Another impulse toward the formation of an opera company was the practice of touring prima donnas to sing operatic pieces accompanied by a local chorus assembled for the occasion. Miscellaneous musical entertainments of the time also included scenes, songs, and choruses from operas, in addition to tableaux (a representation of a scene by a person or group posing silently and motionlessly in appropriate costume).

The Operatic Society, once established, produced Gilbert and Sullivan works and other light operas throughout its history. Strong public support for this organization continued undiminished for many years, as expressed in this 1887 article:

Within the last five years Winnipeg has boasted a number of musical organizations which were, for a city of its size, really a credit, but, strange to say, all, with one exception, have been comparatively short-lived. The Operatic Society is now in its fourth season and in a more prosperous condition than ever. Only those familiar with the work involved in the preparation of an opera can realize the immensity of the undertaking. Our amateurs have in the past overcome many obstacles and succeeded in producing several operas in a most creditable manner, and, having attended a recent rehearsal, we are confident that in the coming performances of the “Chimes of Normandy” on the 8th, 9th and 10th inst., the society will sustain its reputation. The public in the past have shown its appreciation of these undertakings, and there is little doubt but that large houses will be the rule at the forthcoming performances. [14]

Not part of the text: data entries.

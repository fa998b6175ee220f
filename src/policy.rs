//! Static endpoint-to-auth-level policy
//!
//! The policy is pure data: the required level for a path never depends on
//! the manager's current session state, and lookups have no side effects.

use crate::types::AuthLevel;

/// A single policy rule. Exact rules are consulted before prefix rules.
#[derive(Debug, Clone, PartialEq, Eq)]
pub enum PathPattern {
    Exact(String),
    Prefix(String),
}

#[derive(Debug, Clone)]
pub struct PolicyRule {
    pub pattern: PathPattern,
    pub level: AuthLevel,
}

/// Mapping from endpoint path to the minimum auth level required to call it.
///
/// Paths not covered by any rule resolve to [`AuthLevel::ApiKey`], the
/// platform's read default.
#[derive(Debug, Clone)]
pub struct EndpointPolicy {
    rules: Vec<PolicyRule>,
}

/// Write-path endpoints that act as the logged-in user. Any valid elevated
/// session satisfies them, so they require the lower session level. Each
/// entry is registered both bare and under the `/twitter` mount, since
/// callers use both spellings.
const USER_ACTION_PREFIXES: &[&str] = &[
    "/tweet/create",
    "/tweet/delete",
    "/tweet/reply",
    "/tweet/retweet",
    "/tweet/unretweet",
    "/tweet/like",
    "/tweet/unlike",
    "/tweet/bookmark",
    "/tweet/upload_image",
    "/user/follow",
    "/user/unfollow",
    "/dm/",
];

impl Default for EndpointPolicy {
    fn default() -> Self {
        let mut rules = Vec::new();
        for prefix in USER_ACTION_PREFIXES {
            for mounted in [prefix.to_string(), format!("/twitter{}", prefix)] {
                rules.push(PolicyRule {
                    pattern: PathPattern::Prefix(mounted),
                    level: AuthLevel::SessionLevel1,
                });
            }
        }
        Self::new(rules)
    }
}

impl EndpointPolicy {
    /// Policy from an explicit rule list; exact rules take precedence over
    /// prefix rules regardless of insertion order.
    pub fn new(rules: Vec<PolicyRule>) -> Self {
        Self { rules }
    }

    /// Minimum level required to call `path`. Total and pure.
    pub fn required_level(&self, path: &str) -> AuthLevel {
        let path = normalize_path(path);

        for rule in &self.rules {
            if let PathPattern::Exact(p) = &rule.pattern {
                if path == p {
                    return rule.level;
                }
            }
        }
        for rule in &self.rules {
            if let PathPattern::Prefix(p) = &rule.pattern {
                if path.starts_with(p.as_str()) {
                    return rule.level;
                }
            }
        }
        AuthLevel::ApiKey
    }

    /// Whether the endpoint needs an elevated session, not just the key.
    pub fn requires_user_session(&self, path: &str) -> bool {
        self.required_level(path) > AuthLevel::ApiKey
    }
}

/// Strip any query string and a trailing slash before matching.
fn normalize_path(path: &str) -> &str {
    let path = path.split('?').next().unwrap_or(path);
    if path.len() > 1 {
        path.trim_end_matches('/')
    } else {
        path
    }
}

Announcement in the Manitoba Free Press, 7 June, 1880.

The Society revived The Chimes of Normandy early in 1908 following an earlier successful presentation:

“The Chimes of Normandy,” as presented by the Winnipeg Opera Company last winter, was unquestionably the most successful amateur operatic performance ever given in this city, and during the nine performances given of it at that time the interest never decreased, in fact, the audiences grew larger and larger, and it is still the talk of the town. [15]

The Chimes Opera Company, a group of “clever young amateurs,” was formed in December 1908. Clearly the group’s name was chosen to capitalize on the public’s insatiable fondness for the operetta The Chimes of Normandy. A newspaper account of its organization indulged in some uninhibited civic bragging:

It is perhaps not a too superlative boast to claim for Winnipeg a larger number of active amateurs than any other city in Canada—at least there are few cities which beat us. We have the makings of a first-class orchestra society, with 200 carefully selected, well-trained voices, the Chimes Opera Company and amateur dramatic clubs galore. What Canadian city can beat that? [16]

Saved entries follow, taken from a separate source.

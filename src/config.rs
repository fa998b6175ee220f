//! Configuration for the authentication core
//!
//! All ambient environment access happens here, once, at construction time.
//! The manager itself only ever sees an explicit [`AuthConfig`] value.

use std::str::FromStr;
use std::time::Duration;

use secrecy::SecretString;
use serde::{Deserialize, Serialize};

use crate::error::ConfigError;
use crate::types::{ElevatedMethod, Level1Credentials, Level2Credentials};

/// Environment variable names consumed by [`AuthConfig::from_env`].
pub mod env_keys {
    pub const API_KEY: &str = "TWITTERCAST_API_KEY";
    pub const KEY_HEADER: &str = "TWITTERCAST_KEY_HEADER";
    pub const AUTH_METHOD: &str = "TWITTERCAST_AUTH_METHOD";
    pub const SESSION_TTL_HOURS: &str = "TWITTERCAST_SESSION_TTL_HOURS";
    pub const BASE_URL: &str = "TWITTERCAST_BASE_URL";
    pub const TIMEOUT_SECS: &str = "TWITTERCAST_TIMEOUT_SECS";
    pub const LOGIN_RETRIES: &str = "TWITTERCAST_LOGIN_RETRIES";
    pub const RETRY_BACKOFF_MS: &str = "TWITTERCAST_RETRY_BACKOFF_MS";
    pub const USER_NAME: &str = "TWITTERCAST_USER_NAME";
    pub const EMAIL: &str = "TWITTERCAST_EMAIL";
    pub const PASSWORD: &str = "TWITTERCAST_PASSWORD";
    pub const TOTP_SECRET: &str = "TWITTERCAST_TOTP_SECRET";
    pub const PROXY: &str = "TWITTERCAST_PROXY";
}

/// How the API key is attached to outgoing requests.
///
/// Both forms are used by deployments of the platform, so the choice is
/// configuration rather than a constant.
#[derive(Debug, Clone, Copy, PartialEq, Eq, Serialize, Deserialize)]
#[serde(rename_all = "kebab-case")]
pub enum KeyHeaderStyle {
    /// `x-api-key: <key>`
    XApiKey,
    /// `Authorization: Bearer <key>`
    Bearer,
}

impl KeyHeaderStyle {
    /// Header name/value pair for the given key.
    pub fn header_pair(&self, api_key: &str) -> (String, String) {
        match self {
            KeyHeaderStyle::XApiKey => ("x-api-key".to_string(), api_key.to_string()),
            KeyHeaderStyle::Bearer => {
                ("Authorization".to_string(), format!("Bearer {}", api_key))
            }
        }
    }
}

impl FromStr for KeyHeaderStyle {
    type Err = String;

    fn from_str(s: &str) -> Result<Self, Self::Err> {
        match s.to_lowercase().as_str() {
            "x-api-key" | "x_api_key" => Ok(KeyHeaderStyle::XApiKey),
            "bearer" | "authorization" => Ok(KeyHeaderStyle::Bearer),
            _ => Err(format!(
                "Invalid key header style: '{}'. Valid options: x-api-key, bearer",
                s
            )),
        }
    }
}

/// Settings for the HTTP transport underneath the login flows.
#[derive(Debug, Clone, Serialize, Deserialize)]
pub struct TransportConfig {
    pub base_url: String,
    /// Bound on each individual request; login must never hang a caller.
    pub timeout: Duration,
    /// Additional attempts after the first, applied to 5xx and network
    /// failures only. Rate-limit responses are never retried here.
    pub retry_count: u32,
    pub retry_backoff: Duration,
}

impl Default for TransportConfig {
    fn default() -> Self {
        Self {
            base_url: "https://api.twitterapi.io".to_string(),
            timeout: Duration::from_secs(30),
            retry_count: 2,
            retry_backoff: Duration::from_millis(500),
        }
    }
}

/// Explicit configuration for [`crate::manager::AuthManager`].
#[derive(Debug, Clone)]
pub struct AuthConfig {
    /// Primary credential. Must be non-empty; everything else is optional.
    pub api_key: String,
    pub key_header: KeyHeaderStyle,
    /// Tie-breaker when both elevated sessions are valid, and the mechanism
    /// the unified login tries first.
    pub preferred_method: ElevatedMethod,
    /// Validity window stored with a freshly created or refreshed session.
    pub session_ttl: Duration,
    pub level1: Option<Level1Credentials>,
    pub level2: Option<Level2Credentials>,
    pub transport: TransportConfig,
}

impl AuthConfig {
    /// Configuration with the given key and defaults for everything else.
    pub fn new(api_key: impl Into<String>) -> Self {
        Self {
            api_key: api_key.into(),
            key_header: KeyHeaderStyle::XApiKey,
            preferred_method: ElevatedMethod::Level1,
            session_ttl: Duration::from_secs(24 * 60 * 60),
            level1: None,
            level2: None,
            transport: TransportConfig::default(),
        }
    }

    pub fn with_preferred_method(mut self, method: ElevatedMethod) -> Self {
        self.preferred_method = method;
        self
    }

    pub fn with_key_header(mut self, style: KeyHeaderStyle) -> Self {
        self.key_header = style;
        self
    }

    pub fn with_session_ttl(mut self, ttl: Duration) -> Self {
        self.session_ttl = ttl;
        self
    }

    pub fn with_level1(mut self, creds: Level1Credentials) -> Self {
        self.level1 = Some(creds);
        self
    }

    pub fn with_level2(mut self, creds: Level2Credentials) -> Self {
        self.level2 = Some(creds);
        self
    }

    /// Build configuration from `TWITTERCAST_*` environment variables.
    ///
    /// This is the only place the crate reads the process environment. The
    /// credential triple (user name, email, password) feeds both elevated
    /// login mechanisms; the TOTP secret only applies to level 1.
    ///
    /// # Errors
    ///
    /// Returns `ConfigError::MissingApiKey` when the key variable is unset
    /// or empty, and `ConfigError::InvalidValue` for unparseable overrides.
    pub fn from_env() -> Result<Self, ConfigError> {
        let api_key = read_env(env_keys::API_KEY).ok_or(ConfigError::MissingApiKey)?;
        let mut config = AuthConfig::new(api_key);

        if let Some(style) = read_env(env_keys::KEY_HEADER) {
            config.key_header = style.parse().map_err(|reason| ConfigError::InvalidValue {
                field: env_keys::KEY_HEADER.to_string(),
                reason,
            })?;
        }
        if let Some(method) = read_env(env_keys::AUTH_METHOD) {
            config.preferred_method =
                method.parse().map_err(|reason| ConfigError::InvalidValue {
                    field: env_keys::AUTH_METHOD.to_string(),
                    reason,
                })?;
        }
        if let Some(hours) = read_env(env_keys::SESSION_TTL_HOURS) {
            let hours: u64 = parse_env(env_keys::SESSION_TTL_HOURS, &hours)?;
            config.session_ttl = Duration::from_secs(hours * 60 * 60);
        }
        if let Some(url) = read_env(env_keys::BASE_URL) {
            config.transport.base_url = url;
        }
        if let Some(secs) = read_env(env_keys::TIMEOUT_SECS) {
            config.transport.timeout =
                Duration::from_secs(parse_env(env_keys::TIMEOUT_SECS, &secs)?);
        }
        if let Some(retries) = read_env(env_keys::LOGIN_RETRIES) {
            config.transport.retry_count = parse_env(env_keys::LOGIN_RETRIES, &retries)?;
        }
        if let Some(ms) = read_env(env_keys::RETRY_BACKOFF_MS) {
            config.transport.retry_backoff =
                Duration::from_millis(parse_env(env_keys::RETRY_BACKOFF_MS, &ms)?);
        }

        let user_name = read_env(env_keys::USER_NAME);
        let email = read_env(env_keys::EMAIL);
        let password = read_env(env_keys::PASSWORD);
        let totp_secret = read_env(env_keys::TOTP_SECRET);
        let proxy = read_env(env_keys::PROXY);

        if let (Some(user_name), Some(email), Some(password)) =
            (user_name, email, password)
        {
            config.level1 = Some(Level1Credentials {
                user_name: user_name.clone(),
                email: email.clone(),
                password: SecretString::from(password.clone()),
                totp_secret: totp_secret.map(SecretString::from),
                proxy: proxy.clone(),
            });
            config.level2 = Some(Level2Credentials {
                user_name,
                email,
                password: SecretString::from(password),
                proxy,
            });
        }

        Ok(config)
    }
}

/// Read a variable, treating unset and empty identically.
fn read_env(key: &str) -> Option<String> {
    match std::env::var(key) {
        Ok(value) if !value.trim().is_empty() => Some(value),
        _ => None,
    }
}

fn parse_env<T: FromStr>(field: &str, raw: &str) -> Result<T, ConfigError> {
    raw.parse().map_err(|_| ConfigError::InvalidValue {
        field: field.to_string(),
        reason: format!("'{}' is not a valid number", raw),
    })
}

The musical public’s enthusiasm for opera demanded the erection of buildings suitable for the performance of large-scale musical works. Victoria Hall, later renamed the Winnipeg Theatre and Opera House, opened in 1883. The Princess Opera House, an imposing edifice at the corner of Ross and Princess streets, was inaugurated on 14 May 1883 with a performance of Flotow’s Martha by the visiting Grand English Opera Company. The company also offered ten other operas, including the ever-popular The Chimes of Normandy, before leaving the city. The building and its furnishings cost about $75,000; it had a seating capacity of 1,378, including 278 Huntington plush chairs in the orchestra, plus eight private boxes. This building was home to the Operatic Society until it was destroyed by fire in 1899.

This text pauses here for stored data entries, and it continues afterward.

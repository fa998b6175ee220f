//! HTTP transport underneath the login flows
//!
//! The manager talks to the platform through the [`LoginTransport`] trait so
//! integration tests can swap in [`mock::MockTransport`]. The real
//! [`HttpTransport`] applies the bounded timeout and the caller-configured
//! retry/backoff from [`TransportConfig`]; rate-limit responses (HTTP 429)
//! short-circuit into their own error so callers can back off.

use std::collections::HashMap;

use async_trait::async_trait;
use serde_json::Value;
use tracing::{debug, warn};

use crate::config::TransportConfig;
use crate::error::{ConfigError, LoginError};

/// A platform response the auth core can reason about: status plus parsed
/// JSON body (`Value::Null` when the body is not JSON).
#[derive(Debug, Clone, PartialEq, Eq)]
pub struct TransportResponse {
    pub status: u16,
    pub body: Value,
}

impl TransportResponse {
    pub fn is_success(&self) -> bool {
        (200..300).contains(&self.status)
    }

    /// Best-effort human-readable message from an error body.
    pub fn error_message(&self) -> String {
        for key in ["message", "msg", "error"] {
            if let Some(text) = self.body.get(key).and_then(Value::as_str) {
                return text.to_string();
            }
        }
        format!("HTTP {}", self.status)
    }
}

/// Minimal request surface the auth manager needs.
#[async_trait]
pub trait LoginTransport: Send + Sync {
    /// POST a JSON body to `path` (relative to the configured base URL).
    async fn post_json(
        &self,
        path: &str,
        headers: &HashMap<String, String>,
        body: &Value,
    ) -> Result<TransportResponse, LoginError>;

    /// GET `path` with the given headers. Used by the connection test.
    async fn get(
        &self,
        path: &str,
        headers: &HashMap<String, String>,
    ) -> Result<TransportResponse, LoginError>;
}

/// reqwest-backed transport with timeout and fixed-backoff retry.
pub struct HttpTransport {
    client: reqwest::Client,
    base_url: String,
    retry_count: u32,
    retry_backoff: std::time::Duration,
    timeout: std::time::Duration,
}

impl HttpTransport {
    pub fn new(config: &TransportConfig) -> Result<Self, ConfigError> {
        let client = reqwest::Client::builder()
            .timeout(config.timeout)
            .build()
            .map_err(|e| ConfigError::InvalidValue {
                field: "transport".to_string(),
                reason: format!("failed to build HTTP client: {}", e),
            })?;

        Ok(Self {
            client,
            base_url: config.base_url.trim_end_matches('/').to_string(),
            retry_count: config.retry_count,
            retry_backoff: config.retry_backoff,
            timeout: config.timeout,
        })
    }

    fn url(&self, path: &str) -> String {
        format!("{}{}", self.base_url, path)
    }

    fn map_request_error(&self, err: reqwest::Error) -> LoginError {
        if err.is_timeout() {
            LoginError::Timeout(self.timeout)
        } else {
            LoginError::Network(err.to_string())
        }
    }

    /// Run `send` up to `retry_count + 1` times. Only network failures,
    /// timeouts and 5xx responses are retried; 429 never is.
    async fn with_retries<F, Fut>(&self, send: F) -> Result<TransportResponse, LoginError>
    where
        F: Fn() -> Fut,
        Fut: std::future::Future<Output = Result<reqwest::Response, reqwest::Error>>,
    {
        let mut last_error: Option<LoginError> = None;

        for attempt in 0..=self.retry_count {
            if attempt > 0 {
                tokio::time::sleep(self.retry_backoff).await;
            }

            match send().await {
                Ok(response) => {
                    let status = response.status().as_u16();
                    let body = response.json::<Value>().await.unwrap_or(Value::Null);
                    let response = TransportResponse { status, body };

                    if status == 429 {
                        return Err(LoginError::RateLimited(response.error_message()));
                    }
                    if (500..600).contains(&status) && attempt < self.retry_count {
                        warn!(status, attempt, "platform returned server error, retrying");
                        last_error = Some(LoginError::Http {
                            status,
                            message: response.error_message(),
                        });
                        continue;
                    }
                    return Ok(response);
                }
                Err(err) => {
                    let mapped = self.map_request_error(err);
                    if attempt < self.retry_count {
                        warn!(error = %mapped, attempt, "request failed, retrying");
                    }
                    last_error = Some(mapped);
                }
            }
        }

        Err(last_error
            .unwrap_or_else(|| LoginError::Network("request failed with no attempts".to_string())))
    }
}

#[async_trait]
impl LoginTransport for HttpTransport {
    async fn post_json(
        &self,
        path: &str,
        headers: &HashMap<String, String>,
        body: &Value,
    ) -> Result<TransportResponse, LoginError> {
        let url = self.url(path);
        debug!(%url, "POST to platform");
        self.with_retries(|| {
            let mut request = self.client.post(&url).json(body);
            for (name, value) in headers {
                request = request.header(name, value);
            }
            request.send()
        })
        .await
    }

    async fn get(
        &self,
        path: &str,
        headers: &HashMap<String, String>,
    ) -> Result<TransportResponse, LoginError> {
        let url = self.url(path);
        debug!(%url, "GET to platform");
        self.with_retries(|| {
            let mut request = self.client.get(&url);
            for (name, value) in headers {
                request = request.header(name, value);
            }
            request.send()
        })
        .await
    }
}

/// Mock transport for tests.
///
/// Available in all builds (not just tests) so integration tests can drive
/// the manager without network access. Responses are served from a FIFO
/// queue; every request is recorded for later assertions.
pub mod mock {
    use std::collections::VecDeque;
    use std::sync::{Arc, Mutex};

    use super::*;

    /// A request the mock saw: method, path, headers, body.
    #[derive(Debug, Clone)]
    pub struct RecordedRequest {
        pub method: &'static str,
        pub path: String,
        pub headers: HashMap<String, String>,
        pub body: Value,
    }

    #[derive(Default)]
    pub struct MockTransport {
        responses: Mutex<VecDeque<Result<TransportResponse, LoginError>>>,
        requests: Arc<Mutex<Vec<RecordedRequest>>>,
    }

    impl MockTransport {
        pub fn new() -> Self {
            Self::default()
        }

        /// Mock that serves a single response.
        pub fn single(status: u16, body: Value) -> Self {
            let mock = Self::new();
            mock.push_response(status, body);
            mock
        }

        /// Mock whose every request fails with the given error.
        pub fn failing(error: LoginError) -> Self {
            let mock = Self::new();
            mock.push_error(error);
            mock
        }

        pub fn push_response(&self, status: u16, body: Value) {
            self.responses
                .lock()
                .unwrap()
                .push_back(Ok(TransportResponse { status, body }));
        }

        pub fn push_error(&self, error: LoginError) {
            self.responses.lock().unwrap().push_back(Err(error));
        }

        /// Number of requests the mock has served.
        pub fn call_count(&self) -> usize {
            self.requests.lock().unwrap().len()
        }

        pub fn requests(&self) -> Vec<RecordedRequest> {
            self.requests.lock().unwrap().clone()
        }

        pub fn last_request(&self) -> Option<RecordedRequest> {
            self.requests.lock().unwrap().last().cloned()
        }

        fn record(
            &self,
            method: &'static str,
            path: &str,
            headers: &HashMap<String, String>,
            body: Value,
        ) {
            self.requests.lock().unwrap().push(RecordedRequest {
                method,
                path: path.to_string(),
                headers: headers.clone(),
                body,
            });
        }

        fn next_response(&self) -> Result<TransportResponse, LoginError> {
            self.responses
                .lock()
                .unwrap()
                .pop_front()
                .unwrap_or_else(|| {
                    Err(LoginError::Network(
                        "mock transport response queue is empty".to_string(),
                    ))
                })
        }
    }

    #[async_trait]
    impl LoginTransport for MockTransport {
        async fn post_json(
            &self,
            path: &str,
            headers: &HashMap<String, String>,
            body: &Value,
        ) -> Result<TransportResponse, LoginError> {
            self.record("POST", path, headers, body.clone());
            self.next_response()
        }

        async fn get(
            &self,
            path: &str,
            headers: &HashMap<String, String>,
        ) -> Result<TransportResponse, LoginError> {
            self.record("GET", path, headers, Value::Null);
            self.next_response()
        }
    }
}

In 1890 a charter of incorporation was granted to the Winnipeg Grand Opera House Company in connection with a proposed building. After a long delay, the building opened on 24 December 1908 with a production of Belasco’s The Rose of the Rancho. The pretentious title of the building did not indicate the actual use or suitability of the structure for major operas. It is more likely that small-scale operettas, like the opening production, were performed there. It was also used by touring acting companies.

Concerts by church choirs were frequently held in public theatres. One review of an early concert provided a chatty commentary on the event:

The Grace church choir concert attracted quite a large audience through the mud last evening though there was room in the building for a few hundred more. Those who attended went away feeling that they had enjoyed a treat; although there were not many very strongly marked features to impress themselves upon the memory above the others. There might have been a little more sentiment thrown into the selections, as they ran, perhaps, a little too exclusively along the line of babies, flowers, sleep and rest, and other images of a calm and soothing nature, yet the excited nerves of Winnipeg citizens no doubt require a sedative just now. The programme consisted largely of part songs, quartets and trios; and they all seemed to be in harmony with “Sweet and Low,” the one which received the chief applause of the audience, and a repetition of which was called for. [17]

Such events generally received enthusiastic reviews that were light in critical acumen but heavy in flattery:

It was a charming concert which Mr. Tee’s choir gave us at the Winnipeg Theatre last night—a menu of melodic dainties reserved to the taste of the music epicure.

Winnipeg’s four hundred—our musical elite—as usual composed the audience, the reinforcement which a programme of such merit ought to have drawn not materializing.

Loyal band this four hundred—even the attractions of a hockey match could not tempt them to be faithless. They are the mainstay of artistic effort in a young community as yet more concerned in dollars than art ideals.

May they live long and prosper and multiply—may they, too, always have with them James Tees, George Bowles and others of the undaunted few who in the face of discouragements are well and truly laying our musical foundations.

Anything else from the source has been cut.